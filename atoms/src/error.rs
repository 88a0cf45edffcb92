use crate::Tag;

use thiserror::Error;

#[derive(Debug, Error, Clone, PartialEq)]
pub enum AtomsError {
    #[error("{0} requires the ghost atoms to be cleared first")]
    GhostsPresent(&'static str),

    #[error("atom type {itype} is out of range 1..={ntypes}")]
    UnknownType { itype: usize, ntypes: usize },

    #[error("group '{0}' already exists")]
    DuplicateGroup(String),

    #[error("too many groups, at most {0} are supported")]
    TooManyGroups(usize),

    #[error("atom {tag} is not present on this process")]
    MissingAtom { tag: Tag },

    #[error("atom index {index} is out of range, {nlocal} atoms are owned")]
    IndexOutOfRange { index: usize, nlocal: usize },

    #[error("truncated atom buffer: needed {needed} values, found {found}")]
    TruncatedBuffer { needed: usize, found: usize },
}
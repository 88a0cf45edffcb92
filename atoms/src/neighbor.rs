use crate::Atoms;

/// Bits of a neighbor index above `SBBITS` carry the special level.
pub const SBBITS: u32 = 30;
pub const NEIGHMASK: usize = 0x3FFF_FFFF;

/// Special level (0 for none, 1..=3 for 1-2/1-3/1-4) encoded in a neighbor entry.
#[inline]
pub fn sbmask(j: usize) -> usize {
    (j >> SBBITS) & 3
}

#[derive(Debug, Default, Clone)]
pub struct NeighborList {
    ilist: Vec<usize>,
    firstneigh: Vec<Vec<usize>>,
}

impl NeighborList {
    pub fn new(ilist: Vec<usize>, firstneigh: Vec<Vec<usize>>) -> NeighborList {
        NeighborList { ilist, firstneigh }
    }

    pub fn inum(&self) -> usize {
        self.ilist.len()
    }

    pub fn get_ilist(&self) -> &[usize] {
        &self.ilist
    }

    /// Raw neighbor entries of the `ii`-th listed atom, special bits included.
    pub fn get_neighbors(&self, ii: usize) -> &[usize] {
        &self.firstneigh[ii]
    }

    pub fn total_neighbors(&self) -> usize {
        self.firstneigh.iter().map(|n| n.len()).sum()
    }

    /// Half list over all pairs within `cutoff` by direct search.
    ///
    /// Owned pairs are stored once. With `newton_pair` an owned/ghost pair is
    /// stored only when the ghost lies above the owned atom (z, then y, then
    /// x), otherwise every owned/ghost pair is stored. Pairs of two copies of
    /// the same atom are never stored.
    pub fn build_half(atoms: &Atoms, cutoff: f64, newton_pair: bool) -> NeighborList {
        let nlocal = atoms.nlocal;
        let nall = atoms.get_nall();
        let cutsq = cutoff * cutoff;

        let mut ilist = Vec::with_capacity(nlocal);
        let mut firstneigh = Vec::with_capacity(nlocal);

        for i in 0..nlocal {
            let xi = atoms.x[i];
            let mut neighs = Vec::new();

            for j in (i + 1)..nall {
                if atoms.tag[j] == atoms.tag[i] {
                    continue;
                }

                let xj = atoms.x[j];

                if j >= nlocal && newton_pair {
                    let above = if xj.z != xi.z {
                        xj.z > xi.z
                    } else if xj.y != xi.y {
                        xj.y > xi.y
                    } else {
                        xj.x > xi.x
                    };

                    if !above {
                        continue;
                    }
                }

                if (xi - xj).norm2_squared() >= cutsq {
                    continue;
                }

                let level = atoms.special[i].level_of(atoms.tag[j]);

                neighs.push(j | (level << SBBITS));
            }

            ilist.push(i);
            firstneigh.push(neighs);
        }

        log::debug!(
            "half neighbor list: {} atoms, {} pairs",
            ilist.len(),
            firstneigh.iter().map(|n: &Vec<usize>| n.len()).sum::<usize>()
        );

        NeighborList { ilist, firstneigh }
    }
}
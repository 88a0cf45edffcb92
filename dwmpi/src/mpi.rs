use crate::Comm;

use mpi_sys::*;
use std::os::raw::*;
use std::ptr;

pub trait MPIDataType {
    fn get_mpi_data_type() -> MpiDatatype;
}

impl MPIDataType for f64 {
    fn get_mpi_data_type() -> MpiDatatype {
        MPI_DOUBLE
    }
}

impl MPIDataType for i64 {
    fn get_mpi_data_type() -> MpiDatatype {
        MPI_LONG_LONG
    }
}

pub fn init() -> i32 {
    unsafe { MPI_Init(ptr::null(), ptr::null()) }
}

pub fn finalize() -> i32 {
    unsafe { MPI_Finalize() }
}

pub fn comm_rank(comm: MpiComm) -> i32 {
    let mut rank = 0;
    unsafe { MPI_Comm_rank(comm, &mut rank) };
    rank
}

pub fn comm_size(comm: MpiComm) -> i32 {
    let mut size = 0;
    unsafe { MPI_Comm_size(comm, &mut size) };
    size
}

pub fn all_reduce_sum<T: MPIDataType + Default + Clone>(sbuf: &[T], comm: MpiComm) -> Vec<T> {
    let mut dbuf = vec![T::default(); sbuf.len()];

    unsafe {
        MPI_Allreduce(
            sbuf.as_ptr() as *const c_void,
            dbuf.as_mut_ptr() as *mut c_void,
            sbuf.len() as i32,
            T::get_mpi_data_type(),
            MPI_SUM,
            comm,
        );
    }

    dbuf
}

pub fn sendrecv_scalar<T: MPIDataType + Default>(
    sbuf: &T,
    dest: i32,
    source: i32,
    tag: i32,
    comm: MpiComm,
) -> T {
    let mut rbuf = T::default();

    unsafe {
        let mut status: MPI_Status = Default::default();

        MPI_Sendrecv(
            sbuf as *const T as *const c_void,
            1,
            T::get_mpi_data_type(),
            dest,
            tag,
            &mut rbuf as *mut T as *mut c_void,
            1,
            T::get_mpi_data_type(),
            source,
            tag,
            comm,
            &mut status,
        );
    }

    rbuf
}

pub fn sendrecv_slice<T: MPIDataType>(
    sbuf: &[T],
    rbuf: &mut [T],
    dest: i32,
    source: i32,
    tag: i32,
    comm: MpiComm,
) -> i32 {
    unsafe {
        let mut status: MPI_Status = Default::default();

        MPI_Sendrecv(
            sbuf.as_ptr() as *const c_void,
            sbuf.len() as i32,
            T::get_mpi_data_type(),
            dest,
            tag,
            rbuf.as_mut_ptr() as *mut c_void,
            rbuf.len() as i32,
            T::get_mpi_data_type(),
            source,
            tag,
            comm,
            &mut status,
        )
    }
}

const RING_TAG: i32 = 4;

/// Communicator over MPI_COMM_WORLD. `init()` must have been called.
#[derive(Debug, Clone, Copy)]
pub struct MpiWorld {
    comm: MpiComm,
    rank: usize,
    size: usize,
}

impl MpiWorld {
    pub fn new() -> MpiWorld {
        MpiWorld {
            comm: MPI_COMM_WORLD,
            rank: comm_rank(MPI_COMM_WORLD) as usize,
            size: comm_size(MPI_COMM_WORLD) as usize,
        }
    }
}

impl Comm for MpiWorld {
    fn rank(&self) -> usize {
        self.rank
    }

    fn size(&self) -> usize {
        self.size
    }

    fn barrier(&self) {
        unsafe { MPI_Barrier(self.comm) };
    }

    fn all_sum_f64(&self, local: &[f64]) -> Vec<f64> {
        all_reduce_sum(local, self.comm)
    }

    fn all_sum_i64(&self, local: &[i64]) -> Vec<i64> {
        all_reduce_sum(local, self.comm)
    }

    fn ring_i64(&self, buf: &[i64], visit: &mut dyn FnMut(&[i64])) {
        visit(buf);

        let next = ((self.rank + 1) % self.size) as i32;
        let prev = ((self.rank + self.size - 1) % self.size) as i32;

        let mut current = buf.to_vec();

        for _ in 1..self.size {
            // sizes first, the buffers differ in length between ranks
            let nrecv: i64 =
                sendrecv_scalar(&(current.len() as i64), next, prev, RING_TAG, self.comm);

            let mut incoming = vec![0i64; nrecv as usize];
            sendrecv_slice(&current, &mut incoming, next, prev, RING_TAG, self.comm);

            current = incoming;
            visit(&current);
        }
    }
}
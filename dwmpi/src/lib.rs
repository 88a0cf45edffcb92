//! Collective communication between the ranks of a spatially decomposed run.
//!
//! Every backend provides the same small set of synchronous collectives:
//! global sums, a barrier, and a ring pass in which every rank's buffer
//! visits every rank exactly once.

mod thread;
pub use thread::*;

#[cfg(feature = "mpi")]
mod mpi;
#[cfg(feature = "mpi")]
pub use mpi::*;

pub trait Comm {
    fn rank(&self) -> usize;

    fn size(&self) -> usize;

    fn barrier(&self);

    /// Element-wise sum over all ranks; every rank receives the same result.
    fn all_sum_f64(&self, local: &[f64]) -> Vec<f64>;

    fn all_sum_i64(&self, local: &[i64]) -> Vec<i64>;

    /// Pass `buf` around the ring of ranks.
    ///
    /// `visit` is called once with this rank's own buffer, then once with the
    /// buffer of every other rank as it arrives from the left neighbour
    /// (rank-1, rank-2, ...). After `size() - 1` passes every rank has seen
    /// every buffer.
    fn ring_i64(&self, buf: &[i64], visit: &mut dyn FnMut(&[i64]));

    fn is_root(&self) -> bool {
        self.rank() == 0
    }

    fn all_sum_scalar_f64(&self, local: f64) -> f64 {
        self.all_sum_f64(&[local])[0]
    }

    fn all_sum_scalar_i64(&self, local: i64) -> i64 {
        self.all_sum_i64(&[local])[0]
    }
}

/// Single-rank communicator.
#[derive(Debug, Default, Clone, Copy)]
pub struct SerialComm;

impl SerialComm {
    pub fn new() -> SerialComm {
        SerialComm
    }
}

impl Comm for SerialComm {
    fn rank(&self) -> usize {
        0
    }

    fn size(&self) -> usize {
        1
    }

    fn barrier(&self) {}

    fn all_sum_f64(&self, local: &[f64]) -> Vec<f64> {
        local.to_vec()
    }

    fn all_sum_i64(&self, local: &[i64]) -> Vec<i64> {
        local.to_vec()
    }

    fn ring_i64(&self, buf: &[i64], visit: &mut dyn FnMut(&[i64])) {
        visit(buf);
    }
}

#[test]
fn test_serial_comm() {
    let comm = SerialComm::new();

    assert!(comm.is_root());
    assert_eq!(comm.size(), 1);
    assert_eq!(comm.all_sum_f64(&[1.5, 2.5]), vec![1.5, 2.5]);
    assert_eq!(comm.all_sum_scalar_i64(7), 7);

    let mut seen = Vec::new();
    comm.ring_i64(&[1, 2, 3], &mut |b| seen.extend_from_slice(b));
    assert_eq!(seen, vec![1, 2, 3]);
}
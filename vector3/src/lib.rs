mod vector3_f64;
pub use vector3_f64::*;

///////////////////////////////////////////////////

#[repr(C)]
#[derive(Debug, Copy, Clone, Default, PartialEq)]
pub struct Vector3<T> {
    pub x: T,
    pub y: T,
    pub z: T,
}

impl<T: num_traits::identities::Zero + Copy> Vector3<T> {
    #[inline]
    pub fn new(x: T, y: T, z: T) -> Self {
        Vector3 { x, y, z }
    }

    #[inline]
    pub fn zeros() -> Vector3<T> {
        Vector3 {
            x: T::zero(),
            y: T::zero(),
            z: T::zero(),
        }
    }

    pub fn to_array(&self) -> [T; 3] {
        [self.x, self.y, self.z]
    }

    pub fn from_slice(s: &[T]) -> Vector3<T> {
        Vector3 {
            x: s[0],
            y: s[1],
            z: s[2],
        }
    }

    #[inline]
    pub fn set_zeros(&mut self) {
        self.x = T::zero();
        self.y = T::zero();
        self.z = T::zero();
    }

    // Component by Cartesian index, 0 = x, 1 = y, 2 = z.
    #[inline]
    pub fn get(&self, idim: usize) -> T {
        match idim {
            0 => self.x,
            1 => self.y,
            _ => self.z,
        }
    }

    #[inline]
    pub fn set(&mut self, idim: usize, val: T) {
        match idim {
            0 => self.x = val,
            1 => self.y = val,
            _ => self.z = val,
        }
    }
}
-------------------------
• **AIM OF THE TASK**:
Find every line of the data above that holds the word "seen", then state how many there are and nothing else.

• **SOLUTION FOR THIS EXERCISE**:
4